はい。そうして起業家支援と支援者ネットワークの素地ができた2022年度には、協業支援も始めました。スタートアップがスピーディに社会的インパクトを保っていくためには、協業が欠かせません。それぞれの分野でシェアを持つ大企業と繋がれるよう、取り組んできました。
 
その結果、2020年当時は府内で300後半ほどだったスタートアップの数は、現在510にまで増えています。多い年では、年間約60社の創出ができている状況です。

海外まで視野に入れた参画

──府内のスタートアップには、どのような企業が多いのでしょうか?
 
京都らしいのは、約半数が大学発のスタートアップだということです。

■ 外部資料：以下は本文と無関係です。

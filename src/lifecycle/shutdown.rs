//! Shutdown coordination for the proxy.

use tokio::sync::watch;

/// Coordinator for shutdown.
///
/// Level-triggered: a task that subscribes after `trigger` still sees the
/// shutdown.
#[derive(Debug)]
pub struct Shutdown {
    tx: watch::Sender<bool>,
}

impl Shutdown {
    pub fn new() -> Self {
        let (tx, _) = watch::channel(false);
        Self { tx }
    }

    /// Subscribe to the shutdown signal.
    pub fn subscribe(&self) -> ShutdownSignal {
        ShutdownSignal {
            rx: self.tx.subscribe(),
        }
    }

    /// Trigger the shutdown signal.
    pub fn trigger(&self) {
        self.tx.send_replace(true);
    }

    pub fn is_triggered(&self) -> bool {
        *self.tx.borrow()
    }
}

impl Default for Shutdown {
    fn default() -> Self {
        Self::new()
    }
}

/// Receiving half handed to long-running tasks.
#[derive(Debug, Clone)]
pub struct ShutdownSignal {
    rx: watch::Receiver<bool>,
}

impl ShutdownSignal {
    /// Resolve once shutdown is triggered, or the coordinator is gone.
    pub async fn recv(&mut self) {
        let _ = self.rx.wait_for(|triggered| *triggered).await;
    }
}

#[cfg(test)]
mod tests {
    use super::*;
    use std::time::Duration;

    #[tokio::test]
    async fn late_subscriber_sees_trigger() {
        let shutdown = Shutdown::new();
        shutdown.trigger();
        assert!(shutdown.is_triggered());

        let mut signal = shutdown.subscribe();
        tokio::time::timeout(Duration::from_secs(1), signal.recv())
            .await
            .unwrap();
    }

    #[tokio::test]
    async fn dropped_coordinator_releases_waiters() {
        let shutdown = Shutdown::new();
        let mut signal = shutdown.subscribe();
        drop(shutdown);
        tokio::time::timeout(Duration::from_secs(1), signal.recv())
            .await
            .unwrap();
    }

    #[tokio::test(start_paused = true)]
    async fn waits_until_triggered() {
        let shutdown = Shutdown::new();
        let mut signal = shutdown.subscribe();
        assert!(tokio::time::timeout(Duration::from_secs(1), signal.recv())
            .await
            .is_err());
    }
}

再生医療や半導体、創薬などさまざまで、他県と異なり製造業が多いのも特徴です。
 
こうした府内の成長企業を知ってもらおうと、いままでは京都府から首都圏の投資家などにプロモーションすることが多かったのですが、昨年頃からはむしろ先方から連絡をもらうことが増えています。
 
「新しく生まれた企業情報をいち早く知りたい」といった声も多く、すぐに投資へと結びつかなくても、注目度は上がっている印象です。